Everyone Hates Elon
Everyone Hates Elon is a provocative activist collective known for its viral campaigns targeting Elon Musk and debates around extreme wealth and inequality. Everyone Hates Elon/Instagram

A viral activist poster aimed at Elon Musk has blown up on social media, sparking a heated global conversation about extreme wealth, inequality, and hunger. The message from the activist collective Everyone Hates Elon criticises the tech CEO's enormous fortune and contrasts it with the scale of global starvation.

The bright pink street-style poster features Musk's image at the bottom, decorated with playful cartoon stickers. In bold white lettering, it reads: 'If you have a trillion dollars in a world where children are starving, you're not a visionary, you're just a c**t.'

Public Reaction Favours Activist Message

Online users jumped in and a large chunk of the discussion actually backed the idea behind it.

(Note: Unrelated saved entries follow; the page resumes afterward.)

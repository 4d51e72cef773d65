//! jobcast server entry point.
//!
//! Runs the HTTP/websocket front end, the queue consumers and the
//! notification broadcaster in one process.

mod export;

use std::sync::Arc;

use anyhow::{Context, anyhow};
use futures::future::{self, BoxFuture, FutureExt};
use jobcast_api::{AppState, NotificationBroadcaster, RoomRegistry, build_router};
use jobcast_common::{Config, IdGenerator, LogFormat};
use jobcast_queue::{
    ConnectionTask, ConsumerPool, ConsumerSettings, JobExecutor, QueueConsumer, RedeliveryPolicy,
    RedisPubSub, RedisWorkQueue, ResultPublisher,
};
use tokio::signal;
use tokio::sync::watch;
use tracing::{error, info, warn};
use tracing_subscriber::{EnvFilter, layer::SubscriberExt, util::SubscriberInitExt};

use crate::export::ExportExecutor;

/// Initialize tracing with the configured output format.
fn init_tracing(format: LogFormat) {
    let filter = EnvFilter::try_from_default_env()
        .unwrap_or_else(|_| "jobcast=debug,tower_http=debug".into());
    let registry = tracing_subscriber::registry().with(filter);

    match format {
        LogFormat::Pretty => registry.with(tracing_subscriber::fmt::layer()).init(),
        LogFormat::Json => registry
            .with(tracing_subscriber::fmt::layer().json())
            .init(),
    }
}

/// Waits for a shutdown signal (SIGINT or SIGTERM).
///
/// On Unix systems, this listens for both SIGINT (Ctrl+C) and SIGTERM.
/// On Windows, this only listens for Ctrl+C.
async fn shutdown_signal() {
    let ctrl_c = async {
        if let Err(e) = signal::ctrl_c().await {
            error!(error = %e, "Failed to install Ctrl+C handler");
            future::pending::<()>().await;
        }
    };

    #[cfg(unix)]
    let terminate = async {
        match signal::unix::signal(signal::unix::SignalKind::terminate()) {
            Ok(mut stream) => {
                stream.recv().await;
            }
            Err(e) => {
                error!(error = %e, "Failed to install SIGTERM handler");
                future::pending::<()>().await;
            }
        }
    };

    #[cfg(not(unix))]
    let terminate = future::pending::<()>();

    tokio::select! {
        () = ctrl_c => {
            info!("Received SIGINT, initiating graceful shutdown...");
        },
        () = terminate => {
            info!("Received SIGTERM, initiating graceful shutdown...");
        },
    }
}

/// Resolves with an error once any Redis connection task exits.
///
/// No reconnect policy is installed, so an exit means the broker is gone.
fn broker_loss(tasks: Vec<ConnectionTask>) -> BoxFuture<'static, anyhow::Error> {
    if tasks.is_empty() {
        return future::pending().boxed();
    }

    async move {
        let (result, _, _) = future::select_all(tasks).await;
        match result {
            Ok(Ok(())) => anyhow!("Redis connection closed"),
            Ok(Err(e)) => anyhow::Error::new(e).context("Redis connection lost"),
            Err(e) => anyhow::Error::new(e).context("Redis connection task failed"),
        }
    }
    .boxed()
}

#[tokio::main]
async fn main() -> anyhow::Result<()> {
    let config = Config::load().context("Failed to load configuration")?;
    init_tracing(config.logging.format);

    info!("Starting jobcast server...");

    tokio::fs::create_dir_all(&config.server.public_dir)
        .await
        .with_context(|| format!("Failed to create {}", config.server.public_dir))?;

    // Notification channel
    let (pubsub, mut connection_tasks) =
        RedisPubSub::new(&config.redis.url, &config.notifications.channel)
            .await
            .context("Failed to connect Redis Pub/Sub")?;
    let notifications = pubsub.subscribe_local();
    let _forwarder = pubsub.start().await?;
    let (publisher, publisher_task) =
        ResultPublisher::spawn(Arc::new(pubsub.clone()), pubsub.channel());
    info!(channel = %pubsub.channel(), "Connected to Redis Pub/Sub");

    // Producer side of the work queue
    let id_gen = IdGenerator::new();
    let producer_id = format!("producer-{}", id_gen.generate_token());
    let (producer, producer_task) =
        RedisWorkQueue::connect(&config.redis.url, &config.queue.name, &producer_id)
            .await
            .context("Failed to connect work queue")?;
    connection_tasks.push(producer_task);
    info!(queue = %config.queue.name, "Connected to Redis work queue");

    // Queue consumers
    let (shutdown_tx, shutdown_rx) = watch::channel(false);
    let executor: Arc<dyn JobExecutor> = Arc::new(ExportExecutor::new(
        &config.server.public_dir,
        config.export.rows,
    ));
    let settings = ConsumerSettings {
        redelivery: RedeliveryPolicy::new(config.queue.max_redeliveries),
        poll_timeout: config.queue.poll_timeout(),
    };

    let mut pool = ConsumerPool::new(shutdown_rx.clone());
    for index in 0..config.queue.workers {
        let consumer_id = config.queue.consumer_id(index);
        let (queue, task) =
            RedisWorkQueue::connect(&config.redis.url, &config.queue.name, &consumer_id).await?;
        connection_tasks.push(task);
        pool.spawn(QueueConsumer::new(
            consumer_id,
            Arc::new(queue),
            Arc::clone(&executor),
            publisher.clone(),
            settings,
        ));
    }
    drop(publisher);
    info!(workers = pool.len(), "Queue consumers started");

    // Websocket fan-out
    let rooms = Arc::new(RoomRegistry::new());
    let broadcaster =
        tokio::spawn(NotificationBroadcaster::broadcast_all(Arc::clone(&rooms)).run(notifications));

    // HTTP server
    let state = AppState::new(Arc::new(producer))
        .with_rooms(Arc::clone(&rooms))
        .with_connection_buffer(config.notifications.connection_buffer);
    let app = build_router(state, &config.server.public_dir);

    let listener =
        tokio::net::TcpListener::bind((config.server.host.as_str(), config.server.port)).await?;
    info!("Listening on {}", listener.local_addr()?);

    let mut server_shutdown = shutdown_rx;
    let server = tokio::spawn(async move {
        axum::serve(listener, app)
            .with_graceful_shutdown(async move {
                let _ = server_shutdown.wait_for(|stop| *stop).await;
            })
            .await
    });

    // Run until a signal, a lost broker connection or a failed consumer.
    let consumers_ran = !pool.is_empty();
    let outcome = tokio::select! {
        () = shutdown_signal() => Ok(()),
        e = broker_loss(connection_tasks) => Err(e),
        result = pool.join(), if consumers_ran => match result {
            Ok(()) => Err(anyhow!("queue consumers stopped unexpectedly")),
            Err(e) => Err(anyhow::Error::new(e).context("queue consumer failed")),
        },
    };

    if let Err(e) = &outcome {
        error!(error = %e, "Fatal error, shutting down");
    }

    // Consumers finish the job in hand, then stop.
    let _ = shutdown_tx.send(true);
    while !pool.is_empty() {
        if let Err(e) = pool.join().await {
            warn!(error = %e, "Queue consumer failed during shutdown");
        }
    }
    // Flush outcomes queued by the consumers before the channel goes away.
    let _ = publisher_task.await;

    if let Err(e) = pubsub.shutdown().await {
        warn!(error = %e, "Failed to close Redis Pub/Sub cleanly");
    }
    broadcaster.abort();

    let closed = rooms.close_all().await;
    info!(connections = closed, "Websocket connections closed");

    match server.await {
        Ok(Ok(())) => {}
        Ok(Err(e)) => error!(error = %e, "HTTP server error"),
        Err(e) => error!(error = %e, "HTTP server task failed"),
    }

    info!("Server shutdown complete");
    outcome
}
//! Job definitions.

#![allow(missing_docs)]

mod export;
mod outcome;

pub use export::{DecodeError, JobAction, JobMessage};
pub use outcome::{JobOutcome, OutcomeStatus};
//! Job queue plumbing for jobcast.
//!
//! - **Backend**: reliable work queue on Redis lists, plus an in-memory twin
//! - **Workers**: consumers that decode, execute and settle one job at a time
//! - **Publisher**: ordered, non-blocking publication of job outcomes
//! - **Pub/Sub**: the Redis notification channel and its local fan-in
//! - **Retry**: redelivery cap and dead letter entries

pub mod backend;
pub mod connection;
pub mod error;
pub mod executor;
pub mod jobs;
pub mod publisher;
pub mod pubsub;
pub mod retry;
pub mod workers;

pub use backend::{Delivery, MemoryWorkQueue, RedisWorkQueue, Settlement, WorkQueue};
pub use connection::{ConnectionTask, connect_client, connect_subscriber};
pub use error::{QueueError, QueueResult};
pub use executor::{ExecutionError, JobExecutor};
pub use jobs::*;
pub use publisher::{NotificationSink, ResultPublisher};
pub use pubsub::RedisPubSub;
pub use retry::{DeadLetterEntry, RedeliveryPolicy};
pub use workers::*;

Several users framed it as a question of accountability, arguing that ultra-wealth should come with stronger social expectations. One commenter wrote: 'I would love these to be the new standards for the rich elite. Prioritise societal good or face public shaming.'

Many commenters agreed with the general point that extreme wealth at billionaire or trillionaire level feels disconnected from everyday reality. A user stated: 'Even the concept of having a trillion dollars is grotesque.'

Alongside the moral criticism, others brought up a past controversy from 2021. At the time, Musk posted on Twitter asking the World Food Programme (WFP) how $6 billion (around £4.7 billion) could be used to address world hunger. UNICEF later responded with details, but some users allege that Musk never followed up on the proposal.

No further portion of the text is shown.